Touch Events and the iPhone SDK

There are four events for touches in the iPhone.

(void)touchesBegan:(NSSet *)touches withEvent:(UIEvent *)event

(void)touchesMoved:(NSSet *)touches withEvent:(UIEvent *)event

(void)touchesEnded:(NSSet *)touches withEvent:(UIEvent *)event


(void)touchesCancelled:(NSSet *)touches withEvent:(UIEvent *)event

In the excellent Stanford ITunes U course CS193P they mention that two important things about touchesCancelled cause a number of calls to Apple support: “Cancelled” has two letter L’s in it and touchesCancelled gets called at times when a developer may think that touchesEnded might be called. So, as a safeguard, I now just call touchesEnded from touchesCancelled as a default using this code:

[self touchesEnded:touches withEvent:event];

In general, touchesCancelled will be called when a phone call arrives or when the user presses the home button on the phone to quit the app. If your application needs to do something special there, then be sure to put some code in touchesCancelled.

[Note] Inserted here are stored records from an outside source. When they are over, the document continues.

//! # slot-engine
//!
//! Bookable appointment slots from working hours and calendar busy time.
//!
//! Given a date range, an appointment length and the office's working hours,
//! the engine lists every start time (at 15-minute resolution by default) whose
//! slot fits inside a working window and lies in the future, then marks each
//! slot unavailable if it collides with a busy interval plus the trailing
//! buffer. The engine is pure: busy intervals are fetched by the caller,
//! typically through [`source::collect_blocking_busy`].
//!
//! ## Modules
//!
//! - [`slots`]: candidate slot generation over working-hours windows
//! - [`availability`]: busy-interval marking and the single-pass query
//! - [`working_hours`]: simple and granular working-hours specs
//! - [`interval`]: slot and busy-interval types, overlap primitive
//! - [`source`]: calendar source trait and role filtering
//! - [`error`]: Error types

pub mod availability;
pub mod error;
pub mod interval;
pub mod slots;
pub mod source;
pub mod working_hours;

pub use availability::{compute_availability, first_available, mark_availability, SlotsResponse};
pub use error::SlotError;
pub use interval::{overlaps, BusyInterval, TimeSlot};
pub use slots::{
    generate_candidate_slots, generate_candidate_slots_at, SlotQuery, DEFAULT_GRANULARITY_MINUTES,
};
pub use source::{collect_blocking_busy, CalendarRole, CalendarSource, LocalCalendar};
pub use working_hours::{ClockRange, GranularHours, SimpleHours, WeeklySchedule, WorkingHoursSpec};
//! Candidate slot generation over working-hours windows.
//!
//! Every calendar day in `[start_date, end_date)` contributes the windows its
//! weekday has in the resolved [`WeeklySchedule`]. Inside a window the candidate
//! start steps forward by the granularity (15 minutes unless overridden), which
//! is independent of both the slot duration and the buffer, so consecutive
//! candidates overlap whenever the duration exceeds the stride. A candidate is
//! kept only if it fits entirely inside its window and starts strictly after
//! `now`.

use chrono::{DateTime, Datelike, Duration, NaiveDate, Utc};
use serde::{Deserialize, Serialize};
use tracing::debug;

use crate::error::{Result, SlotError};
use crate::interval::TimeSlot;
use crate::working_hours::{at_minute, WeeklySchedule, WorkingHoursSpec};

/// Stride between candidate starts, in minutes.
pub const DEFAULT_GRANULARITY_MINUTES: i64 = 15;

fn default_granularity() -> i64 {
    DEFAULT_GRANULARITY_MINUTES
}

/// What the caller is asking for: a date range and an appointment length.
#[derive(Debug, Clone, Copy, PartialEq, Eq, Serialize, Deserialize)]
#[serde(rename_all = "camelCase")]
pub struct SlotQuery {
    /// First day considered (inclusive).
    pub start_date: NaiveDate,
    /// Day after the last day considered (exclusive).
    pub end_date: NaiveDate,
    pub duration_minutes: i64,
    #[serde(default = "default_granularity")]
    pub granularity_minutes: i64,
}

impl SlotQuery {
    pub fn new(start_date: NaiveDate, end_date: NaiveDate, duration_minutes: i64) -> Self {
        Self {
            start_date,
            end_date,
            duration_minutes,
            granularity_minutes: DEFAULT_GRANULARITY_MINUTES,
        }
    }

    pub fn with_granularity(mut self, granularity_minutes: i64) -> Self {
        self.granularity_minutes = granularity_minutes;
        self
    }

    /// # Errors
    /// [`SlotError::InvalidRange`] if `end_date < start_date`,
    /// [`SlotError::InvalidDuration`] / [`SlotError::InvalidGranularity`] for
    /// non-positive minute values. An empty range (`end_date == start_date`)
    /// is valid.
    pub fn validate(&self) -> Result<()> {
        if self.end_date < self.start_date {
            return Err(SlotError::InvalidRange {
                start: self.start_date,
                end: self.end_date,
            });
        }
        if self.duration_minutes <= 0 {
            return Err(SlotError::InvalidDuration(self.duration_minutes));
        }
        if self.granularity_minutes <= 0 {
            return Err(SlotError::InvalidGranularity(self.granularity_minutes));
        }
        Ok(())
    }

    /// Calendar days in `[start_date, end_date)`.
    pub fn days(&self) -> impl Iterator<Item = NaiveDate> {
        let end = self.end_date;
        self.start_date.iter_days().take_while(move |day| *day < end)
    }
}

/// Generate candidate slots, excluding any that do not start after the current
/// wall-clock time.
///
/// All returned slots are marked available; see
/// [`mark_availability`](crate::availability::mark_availability) for the busy check.
pub fn generate_candidate_slots(
    query: &SlotQuery,
    working_hours: &WorkingHoursSpec,
) -> Result<Vec<TimeSlot>> {
    generate_candidate_slots_at(query, working_hours, Utc::now())
}

/// Same as [`generate_candidate_slots`] with an explicit `now`.
///
/// # Errors
/// Fails before generating anything if the query or the working-hours spec is
/// invalid.
pub fn generate_candidate_slots_at(
    query: &SlotQuery,
    working_hours: &WorkingHoursSpec,
    now: DateTime<Utc>,
) -> Result<Vec<TimeSlot>> {
    query.validate()?;
    let schedule = working_hours.resolve()?;
    Ok(candidates_for_schedule(query, &schedule, now))
}

/// Slot generation proper. `query` must already be validated.
pub(crate) fn candidates_for_schedule(
    query: &SlotQuery,
    schedule: &WeeklySchedule,
    now: DateTime<Utc>,
) -> Vec<TimeSlot> {
    let duration = query.duration_minutes;
    let granularity = query.granularity_minutes;

    let mut slots = Vec::new();
    let mut days = 0usize;

    for date in query.days() {
        days += 1;
        for window in schedule.windows_for(date.weekday()) {
            let window_start = i64::from(window.start_minute);
            let window_end = i64::from(window.end_minute);

            let mut offset = if window.round_start {
                round_up(window_start, granularity)
            } else {
                window_start
            };

            while offset.saturating_add(duration) <= window_end {
                let start = at_minute(date, offset);
                if start > now {
                    slots.push(TimeSlot {
                        start,
                        end: start + Duration::minutes(duration),
                        available: true,
                    });
                }
                offset = offset.saturating_add(granularity);
            }
        }
    }

    debug!(
        days,
        candidates = slots.len(),
        duration_minutes = duration,
        granularity_minutes = granularity,
        "generated candidate slots"
    );

    slots
}

/// Round `minute` up to the next multiple of `granularity` (both positive).
fn round_up(minute: i64, granularity: i64) -> i64 {
    let remainder = minute % granularity;
    if remainder == 0 {
        minute
    } else {
        minute + (granularity - remainder)
    }
}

Examples of things you might want to put over there include returning your application to its default state.
Right now, Isabel and I are working on a game that has an NSTimer and also responds to UITouch events. I’m experimenting to see if the timer frequency and the event loop frequency can be set to values that conflict. I’m guessing that we probably can, but I’m also guessing that normal people cannot move their fingers fast enough to make a difference. However, people who drink a lot of Sun Drop....well, that’s another story.